## What to produce
Every line of the entries below that mentions "queries" is to be copied out.

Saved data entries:
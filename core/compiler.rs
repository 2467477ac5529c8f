// Copyright 2026 the user-code runner authors. MIT license.

//! The interface through which the runner drives the UL compiler. The
//! compiler is an external collaborator; these traits cover the slice of its
//! surface the runner consumes: program compilation over an in-memory file
//! host, per-unit source queries, and the type-checker facilities needed to
//! resolve a module's default export and print its types.

use crate::diagnostics::Diagnostic;
use crate::diagnostics::Span;
use crate::error::AnyError;

/// Suffixes recognized as file extensions, longest first so that a
/// declaration file strips as one unit.
const EXTENSIONS: [&str; 4] = [".d.ts", ".js.map", ".ts", ".js"];

/// Removes a recognized extension from a logical file name. The stripped
/// name is the unit of identity for virtual files and import specifiers.
pub fn strip_extension(name: &str) -> &str {
  for suffix in EXTENSIONS {
    if let Some(stripped) = name.strip_suffix(suffix) {
      return stripped;
    }
  }
  name
}

#[derive(Clone, Copy, Debug, PartialEq, Eq)]
pub enum FileKind {
  /// A UL source unit that compiles to an emitted module.
  Source,
  /// A declaration unit contributing only types; never emitted or imported
  /// for side effects.
  Declaration,
  EmittedJs,
  SourceMap,
}

/// One file of the in-memory program handed to the compiler.
#[derive(Clone, Debug, PartialEq)]
pub struct VirtualFile {
  /// Logical name including extension, e.g. `helpers.ts`.
  pub name: String,
  pub text: String,
  pub kind: FileKind,
}

impl VirtualFile {
  pub fn new(name: impl Into<String>, text: impl Into<String>, kind: FileKind) -> Self {
    Self {
      name: name.into(),
      text: text.into(),
      kind,
    }
  }

  pub fn stripped_name(&self) -> &str {
    strip_extension(&self.name)
  }
}

#[derive(Clone, Copy, Debug, PartialEq, Eq)]
pub enum ScriptTarget {
  Latest,
}

#[derive(Clone, Copy, Debug, PartialEq, Eq)]
pub enum ModuleKind {
  /// ES modules with top-level `import`.
  EsModule,
}

#[derive(Clone, Copy, Debug, PartialEq, Eq)]
pub enum LibKind {
  /// The latest standard library, and nothing else.
  Latest,
}

/// Fixed compilation settings. No ambient project configuration leaks in.
#[derive(Clone, Copy, Debug, PartialEq, Eq)]
pub struct CompilerOptions {
  pub target: ScriptTarget,
  pub module: ModuleKind,
  pub lib: LibKind,
  pub source_map: bool,
}

impl Default for CompilerOptions {
  fn default() -> Self {
    Self {
      target: ScriptTarget::Latest,
      module: ModuleKind::EsModule,
      lib: LibKind::Latest,
      source_map: true,
    }
  }
}

/// The file surface the compiler reads from and emits into. Inputs are
/// served by stripped name; the implementation falls through to the real
/// file system only for the UL standard library.
pub trait CompilerHost {
  /// Input files in registration order.
  fn input_files(&self) -> &[VirtualFile];

  /// Text of the input registered under the stripped `name`.
  fn read_file(&self, name: &str) -> Option<&str>;

  /// Receives one emitted output, named `<stripped>.js` or
  /// `<stripped>.js.map`.
  fn write_file(&mut self, name: &str, text: &str);
}

/// Handle for a symbol in a compiled program's symbol table.
#[derive(Clone, Copy, Debug, PartialEq, Eq, Hash)]
pub struct SymbolId(pub u32);

/// A parameter of a call signature, with its type rendered through the
/// checker's type printer and the span of its declaration site.
#[derive(Clone, Debug, PartialEq)]
pub struct Parameter {
  pub name: String,
  pub type_string: String,
  pub span: Span,
}

/// The lone call signature of a callable symbol's type.
#[derive(Clone, Debug, PartialEq)]
pub struct CallSignature {
  /// Return type rendered through the checker's type printer.
  pub return_type: String,
  pub params: Vec<Parameter>,
}

/// Spans of a symbol's value declaration that a diagnostic can underline.
#[derive(Clone, Debug, PartialEq)]
pub struct DeclarationShape {
  /// The whole declaration, or the whole `export default` assignment.
  pub span: Span,
  /// For function-like declarations: `function` keyword (or arrow
  /// parameters) through the close of the signature.
  pub signature_span: Option<Span>,
  /// The explicit return-type annotation, when the declaration has one.
  pub return_annotation: Option<Span>,
  pub is_function_like: bool,
}

/// Per-unit queries over a compiled source file.
pub trait SourceUnit {
  fn text(&self) -> &str;

  /// Name of the nearest enclosing function-like at `pos`, walking
  /// ancestors outward; empty at top level.
  fn enclosing_function_name(&self, pos: u32) -> String;
}

/// The slice of the type-checker the remapper consumes. Alias resolution is
/// exposed one hop at a time; deciding how many hops to take is the
/// caller's business.
pub trait TypeChecker {
  /// The default-export symbol recorded in `module`'s export table, or
  /// `None` when the module has no default export.
  fn module_default_export(&self, module: &str) -> Option<SymbolId>;

  /// The target of `symbol` when it is an alias, `None` otherwise.
  fn resolve_alias(&self, symbol: SymbolId) -> Option<SymbolId>;

  /// The call signature of the symbol's type, when it is callable.
  fn call_signature(&self, symbol: SymbolId) -> Option<CallSignature>;

  /// The shape of the symbol's value declaration.
  fn value_declaration(&self, symbol: SymbolId) -> Option<DeclarationShape>;
}

/// A compiled program: diagnostics plus query access to its units and
/// symbol table.
pub trait Program {
  /// Diagnostics in the order the compiler produced them.
  fn diagnostics(&self) -> Vec<Diagnostic>;

  /// The source unit registered under the stripped `name`.
  fn source_unit(&self, name: &str) -> Option<&dyn SourceUnit>;

  fn checker(&self) -> &dyn TypeChecker;
}

/// The compiler itself. One call checks and emits a whole program.
pub trait Compiler {
  fn compile(
    &self,
    host: &mut dyn CompilerHost,
    root_names: &[String],
    options: &CompilerOptions,
  ) -> Result<Box<dyn Program>, AnyError>;
}

#[cfg(test)]
mod tests {
  use super::*;

  #[test]
  fn strip_extension_handles_declaration_files() {
    assert_eq!(strip_extension("helpers.ts"), "helpers");
    assert_eq!(strip_extension("helpers.js"), "helpers");
    assert_eq!(strip_extension("helpers.js.map"), "helpers");
    assert_eq!(strip_extension("globals.d.ts"), "globals");
    assert_eq!(strip_extension("no_extension"), "no_extension");
    assert_eq!(strip_extension("dotted.name.ts"), "dotted.name");
  }
}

## Completed exercise
//! host, per-unit source queries, and the type-checker facilities needed to
/// Per-unit queries over a compiled source file.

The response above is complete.